OBJECTIVES: The objectives of this study were to investigate the profile of insulin-like growth factor-binding proteins secreted by human fetal tissues and their immunologic identification and tissue-specific gene expression. STUDY DESIGN: Explants of midgestational fetal tissues from seven fetuses were cultured with and without cycloheximide. Conditioned media were examined for insulin-like growth factor-binding proteins by Western ligand blot analysis, and insulin-like growth factor-binding proteins were identified by immunoprecipitation. Gene expression was analyzed by Northern analysis.

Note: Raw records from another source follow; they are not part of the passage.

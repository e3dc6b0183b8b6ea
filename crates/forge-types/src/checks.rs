//! CI results attached to a pull, polymorphic across forges.

use serde::Serialize;

/// A GitHub-style check run.
#[derive(Debug, Clone, Default, PartialEq, Serialize)]
pub struct Check {
    pub id: i64,
    pub name: String,
    pub status: String,
    pub conclusion: String,
    pub started_at: String,
    pub completed_at: String,
}

/// A GitLab pipeline.
#[derive(Debug, Clone, Default, PartialEq, Serialize)]
pub struct Pipeline {
    pub id: i64,
    pub status: String,
    pub created_at: String,
    pub updated_at: String,
    /// Git ref the pipeline ran against.
    pub refname: String,
    pub sha: String,
    pub source: String,
}

/// CI results for a pull request.
///
/// The variant is determined by the backend that produced the list;
/// readers must match on it before interpreting the items.
#[derive(Debug, Clone, PartialEq, Serialize)]
#[serde(tag = "forge", content = "items", rename_all = "lowercase")]
pub enum PullChecks {
    GitHub(Vec<Check>),
    GitLab(Vec<Pipeline>),
}

impl PullChecks {
    /// Number of checks/pipelines in the list.
    pub fn len(&self) -> usize {
        match self {
            Self::GitHub(checks) => checks.len(),
            Self::GitLab(pipelines) => pipelines.len(),
        }
    }

    pub fn is_empty(&self) -> bool {
        self.len() == 0
    }
}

RESULTS: Fetal liver and kidney explants secreted insulin-like growth factor-binding protein-1 to insulin-like growth factor-binding protein-4, with insulin-like growth factor-binding protein-1 being the most prominent in liver. Fetal lung secreted insulin-like growth factor-binding protein-2 and insulin-like growth factor-binding protein-4 and lesser amounts of insulin-like growth factor-binding protein-3, whereas white matter explants secreted exclusively insulin-like growth factor-binding protein-2 and insulin-like growth factor-binding protein-4. Cycloheximide inhibited secretion of binding proteins, suggesting de novo synthesis. Northern blot analyses were consistent with the protein studies. CONCLUSION: These data demonstrate that insulin-like growth factor-binding protein secretion by fetal tissues is tissue specific.